This year’s Aerospace Medicine Group Autumn Lecture was given by Dr Volker Damann, Head of Space Medicine at the European Space Agency’s European Astronaut Centre in Cologne.
Dr Damann drew on his extensive experience in aspects of space medicine to give a comprehensive overview of the aerospace medical issues needing to be addressed in the selection, preparation and in-flight management of astronauts.
Dr Damann covered the numerous technological risks an astronaut faces, ranging from those relating to a habitable atmosphere (including provision of an appropriate diet and potable water), exposure to toxic hazards, noise and cosmic radiation through to microbiological risks.
The microgravity environment provokes a number of short, medium and long term medical changes. Dr Damann succinctly described these changes, especially those relating to the musculoskeletal, cardiovascular and neurological systems. He also highlighted the less obvious medical challenges that the space environment poses, ranging from ophthalmological issues (such as foreign bodies entering the eye in the microgravity environment) to dermatological conditions and psychiatric/psychological problems.

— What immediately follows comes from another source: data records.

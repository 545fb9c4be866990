//! Exporter binary installation

use std::fs;
use std::path::Path;

use super::file::place_file;
use super::{INSTALL_BINARY, Idempotency, Step};
use crate::classify::Outcome;
use crate::config::{BinarySource, ExporterConfig};
use crate::context::Context;
use crate::error::ProvisionError;

/// Install the exporter executable from a release archive or a local file
#[derive(Debug, Clone)]
pub struct InstallBinary {
    description: String,
}

impl InstallBinary {
    pub fn new(config: &ExporterConfig) -> Self {
        let description = match &config.source {
            BinarySource::Download { version, .. } => {
                format!("Install node_exporter {version} (download)")
            }
            BinarySource::Upload { path } => {
                format!("Install node_exporter from {}", path.display())
            }
        };
        Self { description }
    }

    /// Fetch and unpack the release archive, returning the binary's bytes
    fn download(ctx: &Context<'_>, version: &str, arch: &str) -> Result<Vec<u8>, ProvisionError> {
        let config = ctx.config();
        let workdir = tempfile::Builder::new()
            .prefix("node-exporter-")
            .tempdir()
            .map_err(|e| ProvisionError::io(std::env::temp_dir(), e))?;

        let url = config.download_url(version, arch);
        let archive = workdir
            .path()
            .join(ExporterConfig::archive_name(version, arch));
        let archive_arg = archive.to_string_lossy();
        let workdir_arg = workdir.path().to_string_lossy();

        ctx.reporter().info(&format!("Downloading {url}"));
        ctx.exec(&["curl", "-fsSL", "-o", &archive_arg, &url])?;
        ctx.exec(&["tar", "-xzf", &archive_arg, "-C", &workdir_arg])?;

        let extracted = workdir
            .path()
            .join(ExporterConfig::archive_dir(version, arch))
            .join("node_exporter");
        fs::read(&extracted).map_err(|e| ProvisionError::io(extracted, e))
    }

    /// Read a local binary, failing before any privileged change if it is absent
    fn upload(ctx: &Context<'_>, path: &Path) -> Result<Vec<u8>, ProvisionError> {
        if !path.exists() {
            return Err(ProvisionError::SourceNotFound(path.to_path_buf()));
        }
        ctx.reporter()
            .info(&format!("Copying {}", path.display()));
        fs::read(path).map_err(|e| ProvisionError::io(path, e))
    }
}

impl Step for InstallBinary {
    fn name(&self) -> &'static str {
        INSTALL_BINARY
    }

    fn description(&self) -> &str {
        &self.description
    }

    fn idempotency(&self) -> Idempotency {
        Idempotency::Overwrite
    }

    fn requires(&self) -> &'static [&'static str] {
        &[super::ENSURE_USER]
    }

    fn run(&self, ctx: &mut Context<'_>) -> Result<Outcome, ProvisionError> {
        let config = ctx.config();
        let binary = match &config.source {
            BinarySource::Download { version, arch } => Self::download(ctx, version, arch)?,
            BinarySource::Upload { path } => Self::upload(ctx, path)?,
        };

        if place_file(&config.install_path, &binary, 0o755)? {
            ctx.reporter().info(&format!(
                "Installed binary to {}",
                config.install_path.display()
            ));
            ctx.mark_changed();
        } else {
            ctx.reporter()
                .info("Installed binary is already up to date");
        }
        Ok(Outcome::Success)
    }
}
use derive_more::{Constructor, From};
use serde::{Deserialize, Serialize};

/// Wraps a value that fully replaces existing state, as opposed to an incremental update.
///
/// Used throughout `ladder-engine` to distinguish "here is the new truth" (eg/ a balances
/// snapshot, an order status snapshot from the [`Reconciler`]) from deltas.
#[derive(Debug, Clone, Copy, Eq, PartialEq, Ord, PartialOrd, Hash, Deserialize, Serialize, Constructor, From)]
pub struct Snapshot<T>(pub T);

impl<T> Snapshot<T> {
    pub fn as_ref(&self) -> Snapshot<&T> {
        let Self(item) = self;
        Snapshot(item)
    }

    pub fn map<F, N>(self, op: F) -> Snapshot<N>
    where
        F: FnOnce(T) -> N,
    {
        let Self(item) = self;
        Snapshot(op(item))
    }

    pub fn into_inner(self) -> T {
        self.0
    }
}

The limited medical resources on board a spacecraft mean that the response to medical incidents is limited. As manned missions become longer so the risk of an incident requiring medical attentions rises, with a possible need for medical evacuation occurring once in 5.5 years. Neither treatment option, be it ‘stand and fight’ or ‘stabilize and evacuate’ is ideal. There is, therefore, a need for intensive risk mitigation actions before and during the space flight. Dr Damann confirmed the conclusion made by Dr Kevin Fong in last year’s autumn lecture - if a medical condition/accident in space is survivable in the first place, the challenges posed in both resuscitation and return to earth are such that successful medical evacuation may not be realistic.

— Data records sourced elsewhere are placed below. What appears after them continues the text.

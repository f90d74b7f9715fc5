use ladder_instrument::Pair;
use rust_decimal::Decimal;
use serde::Deserialize;
use std::path::{Path, PathBuf};
use std::time::Duration;
use thiserror::Error;

#[derive(Debug, Error)]
pub enum ConfigError {
    #[error("could not read config file {path}: {source}")]
    Read {
        path: PathBuf,
        #[source]
        source: std::io::Error,
    },
    #[error("could not parse config file {path}: {source}")]
    Parse {
        path: PathBuf,
        #[source]
        source: toml::de::Error,
    },
    #[error("invalid config: {0}")]
    Invalid(String),
}

/// Ladder defaults applied when the engine starts with no `/start` command yet issued. The ladder itself stays `active = false` until a command activates it; these
/// values only seed the amount/count/step an operator would otherwise have to type out in full.
#[derive(Debug, Clone, Deserialize)]
pub struct LadderDefaults {
    pub amount: Decimal,
    #[serde(default)]
    pub amount_coin: AmountCoinConfig,
    pub count_per_side: u32,
    pub step_percent: Decimal,
}

#[derive(Debug, Clone, Copy, Default, Deserialize)]
#[serde(rename_all = "lowercase")]
pub enum AmountCoinConfig {
    #[default]
    Quote,
    Base,
}

/// Tick intervals, seconds. Defaults match [`ladder_engine::SchedulerIntervals::default`].
#[derive(Debug, Clone, Deserialize)]
pub struct IntervalsConfig {
    #[serde(default = "default_ladder_tick_secs")]
    pub ladder_tick_secs: u64,
    #[serde(default = "default_reconcile_tick_secs")]
    pub reconcile_tick_secs: u64,
    #[serde(default = "default_market_cache_refresh_secs")]
    pub market_cache_refresh_secs: u64,
    #[serde(default = "default_call_timeout_secs")]
    pub call_timeout_secs: u64,
}

fn default_ladder_tick_secs() -> u64 {
    30
}
fn default_reconcile_tick_secs() -> u64 {
    45
}
fn default_market_cache_refresh_secs() -> u64 {
    15 * 60
}
fn default_call_timeout_secs() -> u64 {
    10
}

impl Default for IntervalsConfig {
    fn default() -> Self {
        Self {
            ladder_tick_secs: default_ladder_tick_secs(),
            reconcile_tick_secs: default_reconcile_tick_secs(),
            market_cache_refresh_secs: default_market_cache_refresh_secs(),
            call_timeout_secs: default_call_timeout_secs(),
        }
    }
}

impl IntervalsConfig {
    pub fn ladder_tick(&self) -> Duration {
        Duration::from_secs(self.ladder_tick_secs)
    }

    pub fn reconcile_tick(&self) -> Duration {
        Duration::from_secs(self.reconcile_tick_secs)
    }

    pub fn market_cache_refresh(&self) -> Duration {
        Duration::from_secs(self.market_cache_refresh_secs)
    }

    pub fn call_timeout(&self) -> Duration {
        Duration::from_secs(self.call_timeout_secs)
    }
}

/// `config.toml` schema (SPEC_FULL "Configuration"). Venue credentials are a path only; the
/// core never parses secrets.
#[derive(Debug, Clone, Deserialize)]
pub struct Config {
    pub venue: String,
    pub pair: String,
    #[serde(default)]
    pub credentials_path: Option<PathBuf>,
    pub ladder: LadderDefaults,
    pub amount_to_confirm_usd: Decimal,
    #[serde(default)]
    pub intervals: IntervalsConfig,
    /// Purposes the ladder tick's reinit sweep is forbidden from cancelling beyond the
    /// compile-time default.
    #[serde(default)]
    pub non_cancellable_purposes: Vec<String>,
}

impl Config {
    pub fn load(path: &Path) -> Result<Self, ConfigError> {
        let text = std::fs::read_to_string(path).map_err(|source| ConfigError::Read {
            path: path.to_path_buf(),
            source,
        })?;
        let config: Config = toml::from_str(&text).map_err(|source| ConfigError::Parse {
            path: path.to_path_buf(),
            source,
        })?;
        config.validate()?;
        Ok(config)
    }

    pub fn pair(&self) -> Result<Pair, ConfigError> {
        self.pair
            .parse()
            .map_err(|_| ConfigError::Invalid(format!("invalid pair {:?}, expected BASE/QUOTE", self.pair)))
    }

    fn validate(&self) -> Result<(), ConfigError> {
        if self.venue.trim().is_empty() {
            return Err(ConfigError::Invalid("venue must not be empty".to_string()));
        }
        self.pair()?;
        if self.ladder.count_per_side == 0 {
            return Err(ConfigError::Invalid("ladder.count_per_side must be at least 1".to_string()));
        }
        if self.ladder.amount <= Decimal::ZERO {
            return Err(ConfigError::Invalid("ladder.amount must be positive".to_string()));
        }
        if self.ladder.step_percent <= Decimal::ZERO {
            return Err(ConfigError::Invalid("ladder.step_percent must be positive".to_string()));
        }
        if self.amount_to_confirm_usd <= Decimal::ZERO {
            return Err(ConfigError::Invalid("amount_to_confirm_usd must be positive".to_string()));
        }
        for name in &self.non_cancellable_purposes {
            if ladder_engine::Purpose::parse(name).is_none() {
                return Err(ConfigError::Invalid(format!("unknown purpose {name:?} in non_cancellable_purposes")));
            }
        }
        Ok(())
    }
}

#[cfg(test)]
mod tests {
    use super::*;

    const SAMPLE: &str = r#"
        venue = "mock"
        pair = "ADM/USDT"
        amount_to_confirm_usd = "250"

        [ladder]
        amount = "300"
        count_per_side = 3
        step_percent = "2"
    "#;

    #[test]
    fn parses_minimal_config() {
        let config: Config = toml::from_str(SAMPLE).unwrap();
        assert_eq!(config.pair().unwrap().to_string(), "ADM/USDT");
        assert_eq!(config.intervals.ladder_tick_secs, 30);
    }

    #[test]
    fn rejects_zero_count_per_side() {
        let mut config: Config = toml::from_str(SAMPLE).unwrap();
        config.ladder.count_per_side = 0;
        assert!(config.validate().is_err());
    }

    #[test]
    fn rejects_unknown_non_cancellable_purpose() {
        let mut config: Config = toml::from_str(SAMPLE).unwrap();
        config.non_cancellable_purposes = vec!["not-a-purpose".to_string()];
        assert!(config.validate().is_err());
    }
}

In his final section Dr Damann took a forward look, particularly the need for autonomy when planning manned space flights to other planets. Life support systems and medical care would need to be addressed, as would the significant supply/resupply requirements. Technology, including the use of robotics and remote diagnostics, will play a role but Dr Damann concluded that such missions may well require a crew physician.
Dr Damann’s lecture was well attended and the extensive questions from the audience at the end of the presentation were testament to the level of interest in this topic.